Eine Leuchtdiode, kurz LED genannt, ist ein elektronisches Halbleiter-Bauelement. Wenn Strom durch die Diode in Durchlassrichtung fließt, strahlt diese mit Licht. Das Funktionsprinzip einer solchen Leuchtdiode entspricht der einer pn-Halbleiterdiode. Die LEDs haben daher nahezu dieselben Grundeigenschaften wie diese. Jedoch besteht beim verwendeten Halbleitermaterial ein sehr großer Unterschied. Da die nichtleuchtenden Dioden entweder aus Silizium bzw. Germanium oder Selen hergestellt werden, ist das Ausgangsmaterial von solchen III-V-Halbleiter in den meisten Fällen eine Verbindung aus Gallium. Als Lebensdauer wird bei einer LED die Zeit bezeichnet, bei der die sog. Lichtausbeute lediglich die Hälfte des Anfangswertes erreicht hat. Somit werden die LEDs mit der Zeit in der Leuchtkraft immer schwächer, fallen jedoch in den meisten Fällen nicht von heute auf morgen einfach aus. Die Lebensdauer ist hier in der Regel abhängig vom jeweiligen Material des Halbleiters. Zudem ist hier noch wichtig, wie die Betriebsbedingungen generell sind. Damit ist beispielsweise die Wärme gemeint.
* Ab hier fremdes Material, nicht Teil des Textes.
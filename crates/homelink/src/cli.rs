//! Clap derive structures for the `homelink` CLI.

use std::path::PathBuf;

use clap::{Args, Parser, Subcommand, ValueEnum};

// ── Top-Level CLI ────────────────────────────────────────────────────

/// homelink -- Home Assistant from the command line
#[derive(Debug, Parser)]
#[command(
    name = "homelink",
    version,
    about = "Query and control Home Assistant, or relay it to other clients",
    long_about = "Talks to a Home Assistant instance over its WebSocket and REST APIs.\n\n\
        `homelink serve` runs a relay that republishes the live state stream\n\
        as server-sent events; `homelink watch` consumes such a relay.",
    propagate_version = true,
    subcommand_required = true,
    arg_required_else_help = true
)]
pub struct Cli {
    #[command(flatten)]
    pub global: GlobalOpts,

    #[command(subcommand)]
    pub command: Command,
}

// ── Global Options ───────────────────────────────────────────────────

#[derive(Debug, Args)]
pub struct GlobalOpts {
    /// Backend profile to use
    #[arg(long, short = 'p', env = "HOMELINK_PROFILE", global = true)]
    pub profile: Option<String>,

    /// Backend URL (overrides profile)
    #[arg(long, short = 'u', env = "HOMELINK_URL", global = true)]
    pub url: Option<String>,

    /// Long-lived access token
    #[arg(long, env = "HOMELINK_TOKEN", global = true, hide_env_values = true)]
    pub token: Option<String>,

    /// Config file (defaults to the platform config dir)
    #[arg(long, env = "HOMELINK_CONFIG", global = true)]
    pub config: Option<PathBuf>,

    /// Output format
    #[arg(
        long,
        short = 'o',
        env = "HOMELINK_OUTPUT",
        default_value = "table",
        global = true
    )]
    pub output: OutputFormat,

    /// When to use color output
    #[arg(long, default_value = "auto", global = true)]
    pub color: ColorMode,

    /// Increase verbosity (-v, -vv, -vvv)
    #[arg(long, short = 'v', action = clap::ArgAction::Count, global = true)]
    pub verbose: u8,

    /// Suppress non-error output
    #[arg(long, short = 'q', global = true)]
    pub quiet: bool,

    /// Accept self-signed TLS certificates
    #[arg(long, short = 'k', env = "HOMELINK_INSECURE", global = true)]
    pub insecure: bool,

    /// REST request timeout in seconds
    #[arg(long, env = "HOMELINK_TIMEOUT", global = true)]
    pub timeout: Option<u64>,
}

// ── Output & Color Enums ─────────────────────────────────────────────

#[derive(Debug, Clone, Copy, PartialEq, Eq, ValueEnum)]
pub enum OutputFormat {
    /// Pretty table (default, interactive)
    Table,
    /// Pretty-printed JSON
    Json,
    /// Compact single-line JSON
    JsonCompact,
    /// YAML
    Yaml,
    /// Plain text, one value per line (scripting)
    Plain,
}

#[derive(Debug, Clone, Copy, ValueEnum)]
pub enum ColorMode {
    /// Auto-detect (color if terminal is interactive)
    Auto,
    /// Always emit color codes
    Always,
    /// Never emit color codes
    Never,
}

// ── Top-Level Command Enum ───────────────────────────────────────────

#[derive(Debug, Subcommand)]
pub enum Command {
    /// Run the relay: push stream, request proxy and info endpoints
    Serve(ServeArgs),

    /// List entity states
    #[command(alias = "ls")]
    States(StatesArgs),

    /// Show one entity
    Get(GetArgs),

    /// Call a service on an entity
    Call(CallArgs),

    /// Show state history for an entity
    History(HistoryArgs),

    /// Follow live state changes through a relay
    Watch(WatchArgs),

    /// Manage CLI configuration and profiles
    Config(ConfigArgs),

    /// Generate shell completions
    Completions(CompletionsArgs),
}

// ── Serve ────────────────────────────────────────────────────────────

#[derive(Debug, Args)]
pub struct ServeArgs {
    /// Listen address (overrides `bridge.bind`)
    #[arg(long, short = 'b')]
    pub bind: Option<String>,

    /// Push-stream keep-alive period, e.g. "15s"
    #[arg(long)]
    pub keepalive: Option<humantime::Duration>,
}

// ── States ───────────────────────────────────────────────────────────

#[derive(Debug, Args)]
pub struct StatesArgs {
    /// Only entities in this domain (e.g. "light")
    #[arg(long, short = 'd')]
    pub domain: Option<String>,

    /// Only entities whose state equals this value
    #[arg(long)]
    pub state: Option<String>,
}

#[derive(Debug, Args)]
pub struct GetArgs {
    /// Entity id, e.g. "light.kitchen"
    pub entity_id: String,
}

// ── Call ─────────────────────────────────────────────────────────────

#[derive(Debug, Args)]
pub struct CallArgs {
    /// Service as "<domain>.<service>", e.g. "light.turn_on"
    pub service: String,

    /// Target entity id
    pub entity_id: String,

    /// Extra service data as a JSON object
    #[arg(long, short = 'd')]
    pub data: Option<String>,

    /// Extra service data as key=value (value parsed as JSON when possible)
    #[arg(long = "set", short = 's', value_name = "KEY=VALUE")]
    pub set: Vec<String>,
}

// ── History ──────────────────────────────────────────────────────────

#[derive(Debug, Args)]
pub struct HistoryArgs {
    /// Entity id
    pub entity_id: String,

    /// How far back to look, e.g. "1h", "2days"
    #[arg(long, default_value = "1h", conflicts_with = "start")]
    pub since: humantime::Duration,

    /// Explicit start (RFC 3339); requires --end
    #[arg(long, requires = "end")]
    pub start: Option<String>,

    /// Explicit end (RFC 3339)
    #[arg(long, requires = "start")]
    pub end: Option<String>,
}

// ── Watch ────────────────────────────────────────────────────────────

#[derive(Debug, Args)]
pub struct WatchArgs {
    /// Relay base URL (overrides `bridge.relay_url`)
    #[arg(long, short = 'r', env = "HOMELINK_RELAY")]
    pub relay: Option<String>,

    /// Only report these entities
    #[arg(long = "entity", short = 'e', value_name = "ENTITY_ID")]
    pub entities: Vec<String>,

    /// Poll period while the push stream is unavailable, e.g. "2s"
    #[arg(long)]
    pub poll_interval: Option<humantime::Duration>,
}

// ── Config ───────────────────────────────────────────────────────────

#[derive(Debug, Args)]
pub struct ConfigArgs {
    #[command(subcommand)]
    pub command: ConfigCommand,
}

#[derive(Debug, Subcommand)]
pub enum ConfigCommand {
    /// Create or replace a profile
    Init(ConfigInitArgs),

    /// Show the effective configuration
    Show,

    /// Print the config file path
    Path,

    /// List configured profiles
    Profiles,

    /// Set the default profile
    Use {
        /// Profile name
        name: String,
    },

    /// Store a profile's access token in the system keyring
    SetToken {
        /// Token to store (read from --token / HOMELINK_TOKEN when omitted)
        token: Option<String>,
    },
}

#[derive(Debug, Args)]
pub struct ConfigInitArgs {
    /// Profile name
    #[arg(long, default_value = "default")]
    pub name: String,

    /// Backend base URL, e.g. "http://homeassistant.local:8123"
    #[arg(long)]
    pub base_url: String,

    /// Read the token from this environment variable at run time
    #[arg(long, conflicts_with = "keyring")]
    pub token_env: Option<String>,

    /// Store --token in the system keyring instead of the config file
    #[arg(long)]
    pub keyring: bool,

    /// Make this the default profile
    #[arg(long)]
    pub default: bool,
}

// ── Completions ──────────────────────────────────────────────────────

#[derive(Debug, Args)]
pub struct CompletionsArgs {
    /// Target shell
    pub shell: clap_complete::Shell,
}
Durch besonders hohe Temperaturen wird die Lebensdauer solcher LEDs drastisch verkürzt. Bei älteren LEDs bis zu 5 Watt kann von einer Lebensdauer von einigen tausend Stunden ausgegangen werden. Sind die LEDs jedoch mit niedrigeren Stromzufuhren betrieben, bieten sie schon eine Lebensdauer von bis zu 100.000 Stunden. So kann man also bei sehr guter Verwendung die LED sehr lange einsetzen.